Memorial Sloan Kettering’s Eytan Stein, MD, led the pivotal clinical trial that resulted in the drug’s approval, and he and MSK’s Ross Levine, MD, were the paper’s co-senior authors; MSK’s first author was Andrew Intlekofer, MD, PhD.


IDH2 mutations and mutations in the related gene IDH1 are found in other types of leukemia as well as myelodysplastic syndrome, glioblastoma, and bile duct cancer.

Researchers had previously shown that only one of the two copies of the IDH2 gene needs to be mutated to drive cancer. The other one is usually normal. In the new paper, the investigators report that when cells developed resistance to enasidenib, the additional mutations that allowed the cells to resist the drug occurred on the normal copy of IDH2.

Two patients were in the study, but the investigators learned a great deal. Experiments with laboratory models allowed them to study how the mutations work. After the people in the study developed resistance, their tumors started growing again. Doctors were able to switch them to other drugs that worked in a different way, however, so they were not affected by the additional mutation. There are a number of other treatment options for people with AML. These include both FDA-approved therapies and experimental drugs being tested in clinical trials. Many people with AML ultimately receive stem cell or bone marrow transplants, which offer the opportunity for a cure. However, some people are not able to undergo transplants, which makes developing new drugs an important focus.

Author Comments:

“Everyone who studies precision medicine spends a lot of time thinking about why some people respond to certain drugs and why some stop responding or never respond at all,” said physician-scientist Dr. Levine, who was one of the paper’s senior authors, along with Dr. Stein. “MSK has been one of the leaders in figuring this out.”

“Now that we know resistance to enasidenib can develop, we can start to monitor people for it by conducting blood tests,” said first author Dr. Intlekofer, who is also a physician-scientist in MSK’s Human Oncology and Pathogenesis Program. “Over the course of therapy, we can use the protein as a biomarker for the formation of resistance. Then we’ll know we need to offer a different treatment.”

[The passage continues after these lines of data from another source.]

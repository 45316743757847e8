use super::{lifecycle, load_order, store_and_recompute};
use crate::{
    commands::Command,
    db::{self, DbPool},
    entities::purchase_order,
    errors::ServiceError,
    events::{Event, EventSender},
};
use chrono::Utc;
use serde::{Deserialize, Serialize};
use std::sync::Arc;
use tracing::{info, instrument};
use uuid::Uuid;

/// Whether the acknowledgment was recorded now or had been recorded before.
#[derive(Debug, Clone, PartialEq, Serialize, Deserialize)]
pub enum AcknowledgeOutcome {
    Acknowledged(purchase_order::Model),
    AlreadyAcknowledged(purchase_order::Model),
}

impl AcknowledgeOutcome {
    pub fn order(&self) -> &purchase_order::Model {
        match self {
            Self::Acknowledged(order) | Self::AlreadyAcknowledged(order) => order,
        }
    }

    pub fn into_order(self) -> purchase_order::Model {
        match self {
            Self::Acknowledged(order) | Self::AlreadyAcknowledged(order) => order,
        }
    }
}

#[derive(Debug, Clone, Serialize, Deserialize)]
pub struct AcknowledgePurchaseOrderCommand {
    pub id: Uuid,
}

#[async_trait::async_trait]
impl Command for AcknowledgePurchaseOrderCommand {
    type Result = AcknowledgeOutcome;

    #[instrument(skip(self, db_pool, event_sender), fields(purchase_order_id = %self.id))]
    async fn execute(
        &self,
        db_pool: Arc<DbPool>,
        event_sender: Arc<EventSender>,
    ) -> Result<Self::Result, ServiceError> {
        let id = self.id;
        let (outcome, recompute) = db::transaction(db_pool.as_ref(), move |txn| {
            Box::pin(async move {
                let current = load_order(txn, id).await?;
                let now = Utc::now();
                match lifecycle::plan_acknowledgment(&current, now)? {
                    None => Ok((AcknowledgeOutcome::AlreadyAcknowledged(current), None)),
                    Some(next) => {
                        let (saved, recompute) = store_and_recompute(txn, next, now).await?;
                        Ok((AcknowledgeOutcome::Acknowledged(saved), Some(recompute)))
                    }
                }
            })
        })
        .await
        .map_err(|e| {
            crate::metrics::record_command_failure("acknowledge_purchase_order");
            e
        })?;

        if let Some(recompute) = recompute {
            event_sender
                .send_or_log(Event::PurchaseOrderAcknowledged(id))
                .await;
            event_sender.send_or_log(recompute.event()).await;
            info!(purchase_order_id = %id, "purchase order acknowledged");
        }
        Ok(outcome)
    }
}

“It’s really a transformation. Patients will go from being riddled with infections to having a normally functioning body,” said senior corresponding author and MSK medical oncologist Dr. Stein. “We’ve been driving a lot of the clinical development and also the correlative science to understand what’s happening in patients.”

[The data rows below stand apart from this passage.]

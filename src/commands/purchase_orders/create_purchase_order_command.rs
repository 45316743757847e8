use super::{ensure_po_number_free, lifecycle::validate_items};
use crate::{
    common::not_blank,
    commands::{performance::recompute_vendor_metrics, Command},
    db::{self, DbPool},
    entities::{
        purchase_order::{self, OrderItem, OrderItems, PurchaseOrderStatus},
        vendor,
    },
    errors::ServiceError,
    events::{Event, EventSender},
};
use chrono::{DateTime, Utc};
use sea_orm::{ActiveModelTrait, EntityTrait, Set};
use serde::{Deserialize, Serialize};
use std::sync::Arc;
use tracing::{error, info, instrument};
use utoipa::ToSchema;
use uuid::Uuid;
use validator::Validate;

/// Creates a purchase order in `pending`. Status, rating, delivery and
/// acknowledgment fields are not accepted here.
#[derive(Debug, Clone, Serialize, Deserialize, Validate, ToSchema)]
#[serde(deny_unknown_fields)]
pub struct CreatePurchaseOrderCommand {
    #[validate(length(max = 100, message = "po_number must be at most 100 characters"), custom = "not_blank")]
    pub po_number: String,
    pub vendor_id: Uuid,
    /// Defaults to now
    #[serde(default, deserialize_with = "crate::common::flexible_datetime_opt::deserialize")]
    pub order_date: Option<DateTime<Utc>>,
    #[serde(deserialize_with = "crate::common::flexible_datetime::deserialize")]
    pub expected_delivery_date: DateTime<Utc>,
    #[validate(custom = "validate_items")]
    pub items: Vec<OrderItem>,
    #[validate(range(min = 1, message = "quantity must be at least 1"))]
    pub quantity: i32,
    /// Defaults to now
    #[serde(default, deserialize_with = "crate::common::flexible_datetime_opt::deserialize")]
    pub issue_date: Option<DateTime<Utc>>,
}

#[async_trait::async_trait]
impl Command for CreatePurchaseOrderCommand {
    type Result = purchase_order::Model;

    #[instrument(skip(self, db_pool, event_sender), fields(po_number = %self.po_number, vendor_id = %self.vendor_id))]
    async fn execute(
        &self,
        db_pool: Arc<DbPool>,
        event_sender: Arc<EventSender>,
    ) -> Result<Self::Result, ServiceError> {
        self.validate()?;

        let command = self.clone();
        let (order, outcome) = db::transaction(db_pool.as_ref(), move |txn| {
            Box::pin(async move {
                vendor::Entity::find_by_id(command.vendor_id)
                    .one(txn)
                    .await?
                    .ok_or_else(|| {
                        ServiceError::NotFound(format!("Vendor {} not found", command.vendor_id))
                    })?;

                let po_number = command.po_number.trim().to_string();
                ensure_po_number_free(txn, &po_number).await?;

                let now = Utc::now();
                let order = purchase_order::ActiveModel {
                    id: Set(Uuid::new_v4()),
                    po_number: Set(po_number),
                    vendor_id: Set(command.vendor_id),
                    order_date: Set(command.order_date.unwrap_or(now)),
                    expected_delivery_date: Set(command.expected_delivery_date),
                    actual_delivery_date: Set(None),
                    items: Set(OrderItems(command.items)),
                    quantity: Set(command.quantity),
                    status: Set(PurchaseOrderStatus::Pending),
                    quality_rating: Set(None),
                    issue_date: Set(command.issue_date.unwrap_or(now)),
                    acknowledgment_date: Set(None),
                    created_at: Set(now),
                    updated_at: Set(now),
                }
                .insert(txn)
                .await?;

                let outcome = recompute_vendor_metrics(txn, order.vendor_id, now).await?;
                Ok((order, outcome))
            })
        })
        .await
        .map_err(|e| {
            crate::metrics::record_command_failure("create_purchase_order");
            error!(error = %e, "failed to create purchase order");
            e
        })?;

        crate::metrics::PURCHASE_ORDERS_CREATED.inc();
        event_sender
            .send_or_log(Event::PurchaseOrderCreated {
                purchase_order_id: order.id,
                vendor_id: order.vendor_id,
            })
            .await;
        event_sender.send_or_log(outcome.event()).await;
        info!(purchase_order_id = %order.id, "purchase order created");
        Ok(order)
    }
}
/*!
 * # Permissions Module
 *
 * Permission strings are `<resource>:<action>`; `<resource>:*` grants every
 * action on a resource.
 */

/// Permission actions
pub struct Actions;

impl Actions {
    pub const ALL: &'static str = "*";
}

/// Permission string constants used by the routers.
pub mod consts {
    pub const VENDORS_READ: &str = "vendors:read";
    pub const VENDORS_MANAGE: &str = "vendors:manage";
    pub const PURCHASE_ORDERS_READ: &str = "purchaseorders:read";
    pub const PURCHASE_ORDERS_MANAGE: &str = "purchaseorders:manage";
}

/// Whether `granted` satisfies `required`, honouring `resource:*` wildcards.
pub fn permission_matches(granted: &str, required: &str) -> bool {
    if granted == required {
        return true;
    }
    match (granted.split_once(':'), required.split_once(':')) {
        (Some((g_res, Actions::ALL)), Some((r_res, _))) => g_res == r_res,
        _ => false,
    }
}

The study was funded by the National Cancer Institute grants K08 CA201483, K08 CA181507, R01 CA168802-02, R35 CA197594-01A1, U54 OD020355, and P30 CA008748; the Leukemia and Lymphoma Society; the Burroughs Wellcome Fund; the Susan and Peter Solomon Divisional Genomics Program; the Steven A. Greenberg Fund; the Translational and Integrative Medicine Research Fund; the American Association for Cancer Research; the American Society of Hematology/Robert Wood Johnson Foundation; Cycle for Survival; and the Marie-Josée and Henry R. Kravis Center for Molecular Oncology.